▶ **DATA FOR THIS EXERCISE**
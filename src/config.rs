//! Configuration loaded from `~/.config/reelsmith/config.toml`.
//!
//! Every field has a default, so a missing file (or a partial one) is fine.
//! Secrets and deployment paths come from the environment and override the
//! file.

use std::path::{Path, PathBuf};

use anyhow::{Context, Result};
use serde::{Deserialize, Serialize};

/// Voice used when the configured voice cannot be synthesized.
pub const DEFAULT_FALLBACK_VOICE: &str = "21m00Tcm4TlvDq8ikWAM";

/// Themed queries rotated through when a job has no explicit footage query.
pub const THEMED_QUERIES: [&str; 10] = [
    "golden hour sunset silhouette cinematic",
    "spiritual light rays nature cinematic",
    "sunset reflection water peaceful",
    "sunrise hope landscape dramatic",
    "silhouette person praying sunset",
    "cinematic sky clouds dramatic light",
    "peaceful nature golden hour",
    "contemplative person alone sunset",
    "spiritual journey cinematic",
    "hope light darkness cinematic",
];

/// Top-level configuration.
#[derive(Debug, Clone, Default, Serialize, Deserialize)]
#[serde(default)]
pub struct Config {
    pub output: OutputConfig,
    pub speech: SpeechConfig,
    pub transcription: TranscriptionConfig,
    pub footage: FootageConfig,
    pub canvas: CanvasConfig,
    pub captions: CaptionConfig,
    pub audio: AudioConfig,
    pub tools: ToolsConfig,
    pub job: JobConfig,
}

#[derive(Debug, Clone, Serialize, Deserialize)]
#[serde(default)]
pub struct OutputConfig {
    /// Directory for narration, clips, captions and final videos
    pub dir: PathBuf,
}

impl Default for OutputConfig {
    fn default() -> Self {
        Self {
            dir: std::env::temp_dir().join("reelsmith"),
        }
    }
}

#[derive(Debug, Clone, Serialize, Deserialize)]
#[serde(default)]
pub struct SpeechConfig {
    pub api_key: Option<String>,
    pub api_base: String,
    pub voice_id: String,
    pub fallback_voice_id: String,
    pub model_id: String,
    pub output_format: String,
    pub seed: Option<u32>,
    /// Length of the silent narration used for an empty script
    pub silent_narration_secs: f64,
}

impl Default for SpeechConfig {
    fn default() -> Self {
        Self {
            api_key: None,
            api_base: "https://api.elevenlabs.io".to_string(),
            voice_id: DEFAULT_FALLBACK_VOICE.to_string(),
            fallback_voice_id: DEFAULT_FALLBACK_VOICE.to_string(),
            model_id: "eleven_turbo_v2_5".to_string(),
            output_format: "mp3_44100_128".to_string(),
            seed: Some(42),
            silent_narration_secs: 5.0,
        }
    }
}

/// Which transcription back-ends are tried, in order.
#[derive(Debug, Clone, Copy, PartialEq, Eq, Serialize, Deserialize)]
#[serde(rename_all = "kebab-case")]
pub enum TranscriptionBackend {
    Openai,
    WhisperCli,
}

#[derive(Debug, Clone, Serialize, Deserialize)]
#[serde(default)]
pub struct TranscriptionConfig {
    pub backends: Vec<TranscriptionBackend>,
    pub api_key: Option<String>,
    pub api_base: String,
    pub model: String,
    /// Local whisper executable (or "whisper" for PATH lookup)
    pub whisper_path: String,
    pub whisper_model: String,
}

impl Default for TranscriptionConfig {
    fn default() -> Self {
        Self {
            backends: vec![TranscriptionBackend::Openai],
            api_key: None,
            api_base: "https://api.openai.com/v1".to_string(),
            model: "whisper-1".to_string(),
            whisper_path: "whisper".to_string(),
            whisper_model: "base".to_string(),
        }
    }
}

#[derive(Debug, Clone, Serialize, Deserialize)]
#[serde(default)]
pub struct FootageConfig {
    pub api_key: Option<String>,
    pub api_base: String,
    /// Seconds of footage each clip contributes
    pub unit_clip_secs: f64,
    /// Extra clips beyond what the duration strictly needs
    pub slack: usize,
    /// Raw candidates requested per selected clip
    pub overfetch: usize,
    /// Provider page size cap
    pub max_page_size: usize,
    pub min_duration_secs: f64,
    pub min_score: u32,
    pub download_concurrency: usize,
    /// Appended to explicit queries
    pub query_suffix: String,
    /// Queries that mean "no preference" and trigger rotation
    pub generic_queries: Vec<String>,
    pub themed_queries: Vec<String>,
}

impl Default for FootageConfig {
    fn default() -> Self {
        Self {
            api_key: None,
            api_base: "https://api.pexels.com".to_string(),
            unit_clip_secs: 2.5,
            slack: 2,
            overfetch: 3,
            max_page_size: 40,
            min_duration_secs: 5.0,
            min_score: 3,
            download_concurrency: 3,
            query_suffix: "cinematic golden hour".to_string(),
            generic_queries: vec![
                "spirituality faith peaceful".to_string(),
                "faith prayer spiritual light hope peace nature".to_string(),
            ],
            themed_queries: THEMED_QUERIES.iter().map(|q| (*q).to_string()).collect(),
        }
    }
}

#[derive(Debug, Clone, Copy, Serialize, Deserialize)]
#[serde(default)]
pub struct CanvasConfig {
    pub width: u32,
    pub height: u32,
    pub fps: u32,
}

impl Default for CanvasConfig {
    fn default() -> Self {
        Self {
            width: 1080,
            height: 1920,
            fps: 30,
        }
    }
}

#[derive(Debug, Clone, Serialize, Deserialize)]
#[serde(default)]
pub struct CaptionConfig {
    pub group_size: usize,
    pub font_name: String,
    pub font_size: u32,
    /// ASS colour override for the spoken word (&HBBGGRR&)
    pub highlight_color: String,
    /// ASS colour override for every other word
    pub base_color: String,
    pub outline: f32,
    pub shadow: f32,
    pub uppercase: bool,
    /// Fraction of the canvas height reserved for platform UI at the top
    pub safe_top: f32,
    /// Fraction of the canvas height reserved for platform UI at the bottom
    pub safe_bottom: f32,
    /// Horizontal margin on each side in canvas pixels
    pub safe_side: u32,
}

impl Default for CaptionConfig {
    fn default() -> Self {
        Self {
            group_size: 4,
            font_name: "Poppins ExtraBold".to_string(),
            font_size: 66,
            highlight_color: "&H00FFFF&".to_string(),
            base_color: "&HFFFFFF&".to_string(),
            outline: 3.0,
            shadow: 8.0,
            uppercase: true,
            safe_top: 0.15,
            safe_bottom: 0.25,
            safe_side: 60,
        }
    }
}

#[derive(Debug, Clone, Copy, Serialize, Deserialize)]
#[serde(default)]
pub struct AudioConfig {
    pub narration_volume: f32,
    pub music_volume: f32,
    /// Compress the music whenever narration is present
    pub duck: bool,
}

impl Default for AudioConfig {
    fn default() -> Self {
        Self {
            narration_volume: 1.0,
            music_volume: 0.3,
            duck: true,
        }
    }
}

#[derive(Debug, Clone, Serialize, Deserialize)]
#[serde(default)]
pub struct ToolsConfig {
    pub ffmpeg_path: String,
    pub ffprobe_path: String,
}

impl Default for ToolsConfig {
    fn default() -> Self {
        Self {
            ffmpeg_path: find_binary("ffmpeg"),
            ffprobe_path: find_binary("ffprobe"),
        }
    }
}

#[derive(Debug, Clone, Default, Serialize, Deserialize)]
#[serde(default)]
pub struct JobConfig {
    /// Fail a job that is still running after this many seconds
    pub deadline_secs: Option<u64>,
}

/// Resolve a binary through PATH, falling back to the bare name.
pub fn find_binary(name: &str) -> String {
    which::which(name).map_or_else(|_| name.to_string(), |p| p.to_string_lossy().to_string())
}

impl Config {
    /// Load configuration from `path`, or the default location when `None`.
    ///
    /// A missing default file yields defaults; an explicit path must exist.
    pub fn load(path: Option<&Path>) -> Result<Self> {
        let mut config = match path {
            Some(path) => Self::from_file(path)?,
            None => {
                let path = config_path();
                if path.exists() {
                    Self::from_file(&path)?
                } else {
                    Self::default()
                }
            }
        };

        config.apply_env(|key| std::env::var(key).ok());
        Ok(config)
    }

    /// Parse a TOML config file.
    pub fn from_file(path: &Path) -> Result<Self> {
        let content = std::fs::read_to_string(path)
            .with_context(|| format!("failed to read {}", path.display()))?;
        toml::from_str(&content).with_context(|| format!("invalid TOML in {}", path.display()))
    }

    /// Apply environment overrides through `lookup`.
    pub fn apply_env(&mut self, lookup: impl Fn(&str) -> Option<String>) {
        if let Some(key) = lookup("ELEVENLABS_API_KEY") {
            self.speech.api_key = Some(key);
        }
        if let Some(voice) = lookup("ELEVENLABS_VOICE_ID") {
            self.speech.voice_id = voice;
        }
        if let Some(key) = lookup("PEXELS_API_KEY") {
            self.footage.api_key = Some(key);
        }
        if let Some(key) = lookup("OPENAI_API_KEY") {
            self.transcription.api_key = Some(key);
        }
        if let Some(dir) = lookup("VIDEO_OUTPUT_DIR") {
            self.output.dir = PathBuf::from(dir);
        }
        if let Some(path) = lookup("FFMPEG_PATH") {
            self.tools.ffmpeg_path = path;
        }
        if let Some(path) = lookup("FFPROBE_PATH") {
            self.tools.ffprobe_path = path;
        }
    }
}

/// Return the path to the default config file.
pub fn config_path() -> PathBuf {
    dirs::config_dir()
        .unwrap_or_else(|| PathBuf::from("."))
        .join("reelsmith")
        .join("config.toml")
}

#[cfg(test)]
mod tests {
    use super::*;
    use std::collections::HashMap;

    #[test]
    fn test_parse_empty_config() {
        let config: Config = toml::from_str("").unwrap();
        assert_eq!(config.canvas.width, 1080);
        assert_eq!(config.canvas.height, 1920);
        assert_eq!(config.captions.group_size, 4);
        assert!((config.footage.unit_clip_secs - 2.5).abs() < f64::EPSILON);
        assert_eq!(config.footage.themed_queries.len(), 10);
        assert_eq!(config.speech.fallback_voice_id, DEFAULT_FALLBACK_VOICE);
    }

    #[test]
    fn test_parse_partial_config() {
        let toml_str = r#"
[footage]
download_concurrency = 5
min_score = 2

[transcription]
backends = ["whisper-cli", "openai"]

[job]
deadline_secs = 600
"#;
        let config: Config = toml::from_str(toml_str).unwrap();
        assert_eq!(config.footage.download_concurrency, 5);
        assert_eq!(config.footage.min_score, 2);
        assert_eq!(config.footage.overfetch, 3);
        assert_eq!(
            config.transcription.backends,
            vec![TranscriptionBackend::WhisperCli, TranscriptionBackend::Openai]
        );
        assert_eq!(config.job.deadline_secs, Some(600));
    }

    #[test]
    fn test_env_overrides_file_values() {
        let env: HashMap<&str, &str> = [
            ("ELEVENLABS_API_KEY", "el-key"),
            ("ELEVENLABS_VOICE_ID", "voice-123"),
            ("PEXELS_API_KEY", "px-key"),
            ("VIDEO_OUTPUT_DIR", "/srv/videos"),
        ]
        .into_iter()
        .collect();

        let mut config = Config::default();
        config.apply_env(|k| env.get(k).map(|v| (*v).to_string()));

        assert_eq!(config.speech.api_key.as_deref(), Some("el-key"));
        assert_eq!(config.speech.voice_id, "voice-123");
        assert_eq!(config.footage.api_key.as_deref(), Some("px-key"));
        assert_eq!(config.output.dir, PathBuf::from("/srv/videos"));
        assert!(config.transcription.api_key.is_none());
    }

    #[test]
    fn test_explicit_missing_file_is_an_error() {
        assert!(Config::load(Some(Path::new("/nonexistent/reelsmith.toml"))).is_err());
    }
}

▶ **REQUIRED ACTION**
Which of the lines above contain "reserved"? Return them all.

▶ **OUTPUT OF THE EXERCISE**
    /// Fraction of the canvas height reserved for platform UI at the top
    /// Fraction of the canvas height reserved for platform UI at the bottom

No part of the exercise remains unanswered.